Geography
- Location: Belize City, Belize
- Coordinates: 17°30′26″N 88°11′44″W﻿ / ﻿17.507192°N 88.195646°W

Organisation
- Type: General

History
- Former name: Old Belize City Hospital
- Opened: 1820 Old Belize City Hospital; 18 September 1995, Karl Heusner Memorial Hospital

Links
- Website: www.khmh.bz
- Lists: Hospitals in Belize

= Karl Heusner Memorial Hospital =

Karl Heusner Memorial Hospital (formerly the Old Belize City Hospital) is the main public hospital in Belize City, Belize. It functions as both the national referral hospital, and the district hospital for Belize District. It is located on Princess Margaret Drive, next to the offices of the Belize Social Security Board. It is publicly owned and operated, and is the main hospital in the area.

Within the city there are seven other public hospitals, including three regional hospitals.

==History==
The original Old Belize City Hospital was established in 1820.
Antoni Gościński worked as a surgeon at the hospital from 1949. The new Belize City Hospital opened its doors on 18 September 1995 and was renamed after Dr. Karl Heusner as a tribute to his lengthy career in medicine and his dedication to the people of Belize, serving the people for 63 years from his clinic. Its total construction costs were roughly BZ$45 million. Facilities on its grounds include the Bliss School of Nursing, the Central Medical Lab, and the Government Eye Clinic.

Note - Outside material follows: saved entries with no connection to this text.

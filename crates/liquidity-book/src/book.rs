//! Sequenced orderbook state machine
//!
//! Reconciles a REST/pushed snapshot with a stream of sequenced deltas.
//!
//! # Sequencing
//!
//! Every delta carries `[first_id, final_id]`. After a snapshot at watermark
//! `W` the book is *awaiting a bridge*: the first applied delta must satisfy
//! `first_id <= W + 1 <= final_id`, proving it overlaps the snapshot. Once
//! bridged, deltas advance the watermark to their `final_id`. Stale deltas
//! (`final_id <= W`) are skipped without mutation; deltas that reach
//! backwards past the watermark are rejected; forward gaps are tolerated
//! (the venue aggregates, gaps are normal under load).

use crate::checksum::{compute_checksum, DEFAULT_CHECKSUM_DEPTH};
use crate::storage::BookSides;
use liquidity_types::{Level, Side};
use rust_decimal::prelude::ToPrimitive;
use rust_decimal::Decimal;
use serde::Serialize;

/// Result of applying a sequenced delta
#[derive(Debug, Clone, Copy, PartialEq, Eq)]
pub enum UpdateOutcome {
    /// Delta applied, watermark advanced
    Applied,
    /// Entirely at or below the watermark; skipped, book untouched
    Stale,
    /// Reaches backwards past the watermark; rejected, book untouched
    Backwards,
    /// Awaiting a bridge and this delta does not span the watermark
    BridgeMismatch,
}

impl UpdateOutcome {
    /// True when the delta mutated the book
    pub fn is_applied(&self) -> bool {
        matches!(self, UpdateOutcome::Applied)
    }

    /// True when the outcome means the book can no longer be trusted
    pub fn is_desync(&self) -> bool {
        matches!(self, UpdateOutcome::Backwards | UpdateOutcome::BridgeMismatch)
    }
}

/// Reconstructed L2 book for a single symbol
#[derive(Debug, Clone)]
pub struct OrderBook {
    /// Symbol this book tracks
    symbol: String,
    /// Price level storage
    sides: BookSides,
    /// Sequence id of the last applied snapshot or delta
    last_sequence_id: u64,
    /// Set by a snapshot; cleared by the first delta spanning the watermark
    awaiting_bridge: bool,
}

/// Serializable summary of book state
#[derive(Debug, Clone, Serialize)]
pub struct BookStats {
    pub symbol: String,
    pub bid_levels: usize,
    pub ask_levels: usize,
    pub best_bid: Option<Decimal>,
    pub best_ask: Option<Decimal>,
    pub mid_price: Option<Decimal>,
    pub spread_bps: Option<Decimal>,
    pub last_sequence_id: u64,
    pub awaiting_bridge: bool,
}

/// Read-only depth view for analytics
///
/// Bids high→low, asks low→high, both truncated to the requested depth.
/// Analytics run in `f64`; the helpers here do that conversion once.
#[derive(Debug, Clone, Serialize)]
pub struct DepthView {
    pub bids: Vec<Level>,
    pub asks: Vec<Level>,
}

impl DepthView {
    pub fn best_bid(&self) -> Option<&Level> {
        self.bids.first()
    }

    pub fn best_ask(&self) -> Option<&Level> {
        self.asks.first()
    }

    /// Mid price as f64, None when either side is empty
    pub fn mid_price(&self) -> Option<f64> {
        match (self.best_bid(), self.best_ask()) {
            (Some(bid), Some(ask)) => Some((bid.price_f64() + ask.price_f64()) / 2.0),
            _ => None,
        }
    }

    /// Spread in basis points of mid, None when either side is empty
    pub fn spread_bps(&self) -> Option<f64> {
        let bid = self.best_bid()?.price_f64();
        let ask = self.best_ask()?.price_f64();
        let mid = (bid + ask) / 2.0;
        if mid <= 0.0 {
            return None;
        }
        Some((ask - bid) / mid * 10_000.0)
    }

    pub fn is_empty(&self) -> bool {
        self.bids.is_empty() && self.asks.is_empty()
    }
}

impl OrderBook {
    /// Create an empty book for a symbol
    pub fn new(symbol: impl Into<String>) -> Self {
        Self {
            symbol: symbol.into(),
            sides: BookSides::new(),
            last_sequence_id: 0,
            awaiting_bridge: false,
        }
    }

    pub fn symbol(&self) -> &str {
        &self.symbol
    }

    pub fn last_sequence_id(&self) -> u64 {
        self.last_sequence_id
    }

    pub fn is_awaiting_bridge(&self) -> bool {
        self.awaiting_bridge
    }

    pub fn bid_count(&self) -> usize {
        self.sides.bid_count()
    }

    pub fn ask_count(&self) -> usize {
        self.sides.ask_count()
    }

    pub fn is_empty(&self) -> bool {
        self.sides.is_empty()
    }

    /// Best bid as (price, qty)
    pub fn best_bid(&self) -> Option<(Decimal, Decimal)> {
        self.sides.best_bid().map(|l| (l.price, l.qty))
    }

    /// Best ask as (price, qty)
    pub fn best_ask(&self) -> Option<(Decimal, Decimal)> {
        self.sides.best_ask().map(|l| (l.price, l.qty))
    }

    /// Mid price ((bid + ask) / 2)
    pub fn mid_price(&self) -> Option<Decimal> {
        match (self.best_bid(), self.best_ask()) {
            (Some((bid, _)), Some((ask, _))) => Some((bid + ask) / Decimal::TWO),
            _ => None,
        }
    }

    /// Spread in basis points of mid
    pub fn spread_bps(&self) -> Option<Decimal> {
        let (bid, _) = self.best_bid()?;
        let (ask, _) = self.best_ask()?;
        let mid = (bid + ask) / Decimal::TWO;
        if mid <= Decimal::ZERO {
            return None;
        }
        Some((ask - bid) / mid * Decimal::from(10_000))
    }

    /// A crossed book (best bid >= best ask) means the reconstruction is corrupt
    pub fn is_crossed(&self) -> bool {
        match (self.best_bid(), self.best_ask()) {
            (Some((bid, _)), Some((ask, _))) => bid >= ask,
            _ => false,
        }
    }

    /// Write a single absolute level, bypassing sequencing
    ///
    /// The continuity-checked feed manages its own sequence numbers and
    /// writes levels directly, pairing this with [`advance_watermark`].
    ///
    /// [`advance_watermark`]: OrderBook::advance_watermark
    pub fn set_level(&mut self, side: Side, price: Decimal, qty: Decimal) {
        match side {
            Side::Bid => self.sides.set_bid(price, qty),
            Side::Ask => self.sides.set_ask(price, qty),
        }
    }

    /// Advance the watermark without applying levels
    pub fn advance_watermark(&mut self, sequence_id: u64) {
        self.last_sequence_id = sequence_id;
    }

    /// Replace the whole book from a snapshot
    ///
    /// Clears both sides, loads the snapshot levels, sets the watermark and
    /// arms the bridge requirement for the next delta.
    pub fn apply_snapshot(&mut self, bids: &[Level], asks: &[Level], last_update_id: u64) {
        self.sides.clear();
        for bid in bids {
            self.sides.set_bid(bid.price, bid.qty);
        }
        for ask in asks {
            self.sides.set_ask(ask.price, ask.qty);
        }
        self.last_sequence_id = last_update_id;
        self.awaiting_bridge = true;
    }

    /// Apply a sequenced delta
    ///
    /// Returns the outcome without logging; the caller decides what a
    /// rejection means for the feed (resync, reconnect, counting).
    pub fn apply_update(
        &mut self,
        bids: &[Level],
        asks: &[Level],
        first_id: u64,
        final_id: u64,
    ) -> UpdateOutcome {
        if self.awaiting_bridge {
            let next = self.last_sequence_id + 1;
            if first_id <= next && next <= final_id {
                self.apply_levels(bids, asks);
                self.last_sequence_id = final_id;
                self.awaiting_bridge = false;
                UpdateOutcome::Applied
            } else {
                UpdateOutcome::BridgeMismatch
            }
        } else if final_id <= self.last_sequence_id {
            UpdateOutcome::Stale
        } else if first_id < self.last_sequence_id {
            UpdateOutcome::Backwards
        } else {
            // Contiguous or gapped forward: both accepted
            self.apply_levels(bids, asks);
            self.last_sequence_id = final_id;
            UpdateOutcome::Applied
        }
    }

    fn apply_levels(&mut self, bids: &[Level], asks: &[Level]) {
        for bid in bids {
            self.sides.set_bid(bid.price, bid.qty);
        }
        for ask in asks {
            self.sides.set_ask(ask.price, ask.qty);
        }
    }

    /// Top-of-book view truncated to `levels` per side
    pub fn depth(&self, levels: usize) -> DepthView {
        DepthView {
            bids: self.sides.top_bids(levels),
            asks: self.sides.top_asks(levels),
        }
    }

    /// CRC32 over the top `depth` levels of each side
    pub fn checksum(&self, depth: usize) -> u32 {
        compute_checksum(
            &self.sides.top_bids(depth),
            &self.sides.top_asks(depth),
            depth,
        )
    }

    /// Checksum at the default depth
    pub fn default_checksum(&self) -> u32 {
        self.checksum(DEFAULT_CHECKSUM_DEPTH)
    }

    /// Reset to the empty, unsequenced state
    pub fn clear(&mut self) {
        self.sides.clear();
        self.last_sequence_id = 0;
        self.awaiting_bridge = false;
    }

    /// Serializable summary of current state
    pub fn stats(&self) -> BookStats {
        BookStats {
            symbol: self.symbol.clone(),
            bid_levels: self.bid_count(),
            ask_levels: self.ask_count(),
            best_bid: self.best_bid().map(|(p, _)| p),
            best_ask: self.best_ask().map(|(p, _)| p),
            mid_price: self.mid_price(),
            spread_bps: self.spread_bps(),
            last_sequence_id: self.last_sequence_id,
            awaiting_bridge: self.awaiting_bridge,
        }
    }

    /// Total quantity on the bid side over the top `levels`, as f64
    pub fn bid_depth(&self, levels: usize) -> f64 {
        self.sides
            .bids()
            .take(levels)
            .filter_map(|l| l.qty.to_f64())
            .sum()
    }

    /// Total quantity on the ask side over the top `levels`, as f64
    pub fn ask_depth(&self, levels: usize) -> f64 {
        self.sides
            .asks()
            .take(levels)
            .filter_map(|l| l.qty.to_f64())
            .sum()
    }
}

#[cfg(test)]
mod tests {
    use super::*;
    use rust_decimal_macros::dec;

    fn levels(entries: &[(f64, f64)]) -> Vec<Level> {
        entries.iter().map(|&(p, q)| Level::from_f64(p, q)).collect()
    }

    fn snapshot_book() -> OrderBook {
        let mut book = OrderBook::new("BTCUSDT");
        book.apply_snapshot(
            &levels(&[(50000.0, 1.5), (49999.0, 2.0), (49998.0, 3.0)]),
            &levels(&[(50001.0, 1.0), (50002.0, 2.5), (50003.0, 4.0)]),
            100,
        );
        book
    }

    #[test]
    fn test_snapshot_loads_sorted_positive_levels() {
        let book = snapshot_book();

        assert_eq!(book.bid_count(), 3);
        assert_eq!(book.ask_count(), 3);
        assert_eq!(book.best_bid(), Some((dec!(50000), dec!(1.5))));
        assert_eq!(book.best_ask(), Some((dec!(50001), dec!(1))));
        assert_eq!(book.last_sequence_id(), 100);
        assert!(book.is_awaiting_bridge());
        assert!(!book.is_crossed());

        let view = book.depth(10);
        assert!(view.bids.windows(2).all(|w| w[0].price > w[1].price));
        assert!(view.asks.windows(2).all(|w| w[0].price < w[1].price));
        assert!(view.bids.iter().chain(&view.asks).all(|l| l.qty > Decimal::ZERO));
    }

    #[test]
    fn test_bridge_accepts_spanning_delta() {
        let mut book = snapshot_book();

        // Spans watermark+1 = 101
        let outcome = book.apply_update(&levels(&[(50000.0, 2.0)]), &[], 99, 103);
        assert_eq!(outcome, UpdateOutcome::Applied);
        assert!(!book.is_awaiting_bridge());
        assert_eq!(book.last_sequence_id(), 103);
        assert_eq!(book.best_bid(), Some((dec!(50000), dec!(2))));
    }

    #[test]
    fn test_bridge_rejects_non_spanning_delta() {
        let mut book = snapshot_book();

        // Starts past watermark+1: cannot prove continuity with the snapshot
        let outcome = book.apply_update(&levels(&[(50000.0, 9.0)]), &[], 105, 110);
        assert_eq!(outcome, UpdateOutcome::BridgeMismatch);
        assert!(outcome.is_desync());
        assert!(book.is_awaiting_bridge());
        // Book untouched
        assert_eq!(book.best_bid(), Some((dec!(50000), dec!(1.5))));
        assert_eq!(book.last_sequence_id(), 100);
    }

    #[test]
    fn test_duplicate_final_id_is_idempotent() {
        let mut book = snapshot_book();
        book.apply_update(&levels(&[(50000.0, 2.0)]), &[], 99, 103);
        let before = book.checksum(10);

        // Same ids again: skipped without mutation
        let outcome = book.apply_update(&levels(&[(50000.0, 7.0)]), &[], 99, 103);
        assert_eq!(outcome, UpdateOutcome::Stale);
        assert!(!outcome.is_applied());
        assert_eq!(book.checksum(10), before);
        assert_eq!(book.last_sequence_id(), 103);
    }

    #[test]
    fn test_forward_gap_is_tolerated() {
        let mut book = snapshot_book();
        book.apply_update(&[], &levels(&[(50001.0, 1.5)]), 99, 103);

        // 104..150 never arrives; the venue aggregates under load
        let outcome = book.apply_update(&[], &levels(&[(50002.0, 1.0)]), 150, 160);
        assert_eq!(outcome, UpdateOutcome::Applied);
        assert_eq!(book.last_sequence_id(), 160);
    }

    #[test]
    fn test_backwards_delta_rejected() {
        let mut book = snapshot_book();
        book.apply_update(&[], &levels(&[(50001.0, 1.5)]), 99, 110);

        // Starts before the watermark but claims to extend beyond it
        let outcome = book.apply_update(&[], &levels(&[(50001.0, 9.9)]), 105, 115);
        assert_eq!(outcome, UpdateOutcome::Backwards);
        assert!(outcome.is_desync());
        assert_eq!(book.best_ask(), Some((dec!(50001), dec!(1.5))));
    }

    #[test]
    fn test_zero_qty_delta_removes_level() {
        let mut book = snapshot_book();
        book.apply_update(&levels(&[(49999.0, 0.0)]), &[], 99, 103);
        assert_eq!(book.bid_count(), 2);
    }

    #[test]
    fn test_crossed_book_detection() {
        let mut book = OrderBook::new("BTCUSDT");
        book.set_level(Side::Bid, dec!(50005), dec!(1));
        book.set_level(Side::Ask, dec!(50001), dec!(1));
        assert!(book.is_crossed());

        book.set_level(Side::Bid, dec!(50005), dec!(0));
        book.set_level(Side::Bid, dec!(50000), dec!(1));
        assert!(!book.is_crossed());
    }

    #[test]
    fn test_mid_and_spread() {
        let book = snapshot_book();
        assert_eq!(book.mid_price(), Some(dec!(50000.5)));

        let spread_bps = book.spread_bps().unwrap();
        // 1 / 50000.5 * 10000 ≈ 0.2 bps
        assert!(spread_bps > dec!(0.19) && spread_bps < dec!(0.21));

        let empty = OrderBook::new("BTCUSDT");
        assert_eq!(empty.mid_price(), None);
        assert_eq!(empty.spread_bps(), None);
        assert!(!empty.is_crossed());
    }

    #[test]
    fn test_clear_resets_state() {
        let mut book = snapshot_book();
        book.clear();
        assert!(book.is_empty());
        assert_eq!(book.last_sequence_id(), 0);
        assert!(!book.is_awaiting_bridge());
    }

    #[test]
    fn test_depth_truncation() {
        let book = snapshot_book();
        let view = book.depth(2);
        assert_eq!(view.bids.len(), 2);
        assert_eq!(view.asks.len(), 2);
        assert_eq!(view.mid_price(), Some(50000.5));
    }

    #[test]
    fn test_stats_serializes() {
        let book = snapshot_book();
        let stats = book.stats();
        assert_eq!(stats.bid_levels, 3);
        assert_eq!(stats.last_sequence_id, 100);

        let json = serde_json::to_string(&stats).unwrap();
        assert!(json.contains("\"symbol\":\"BTCUSDT\""));
    }

    #[test]
    fn test_side_depth_sums() {
        let book = snapshot_book();
        assert!((book.bid_depth(10) - 6.5).abs() < 1e-9);
        assert!((book.ask_depth(2) - 3.5).abs() < 1e-9);
    }
}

A scandal arose surrounding KHMH in 2009 when questionable procurement practises regarding pharmaceuticals and other medical supplies came to light, and the government set up a commission of inquiry to investigate. Chairman Ricardo Fabro resigned in the aftermath. In May 2011, Corozal Town businessman Gulab Sharma was named the new chairman. In June 2011, construction work began on its children's intensive care unit. In October 2011, a medical mission from the United States arrived at the hospital to provide specialized treatment, such as cardiac catheterization and podiatry consultations.

== Facilities ==
As the hospital notes: "The KHMH has a capacity of 134 beds, and boast three surgical suits as well as two labor and delivery suits. A 24/7 stat lab, weekend pharmacy services, and range of over 25 specialists make the KHMH the place where, increasingly, more and more Belizeans turn to for emergency and medical care. Specialist clinics are held weekdays; additionally, private services are offered, allowing KHMH patients more options even within the parameter of being a public institution."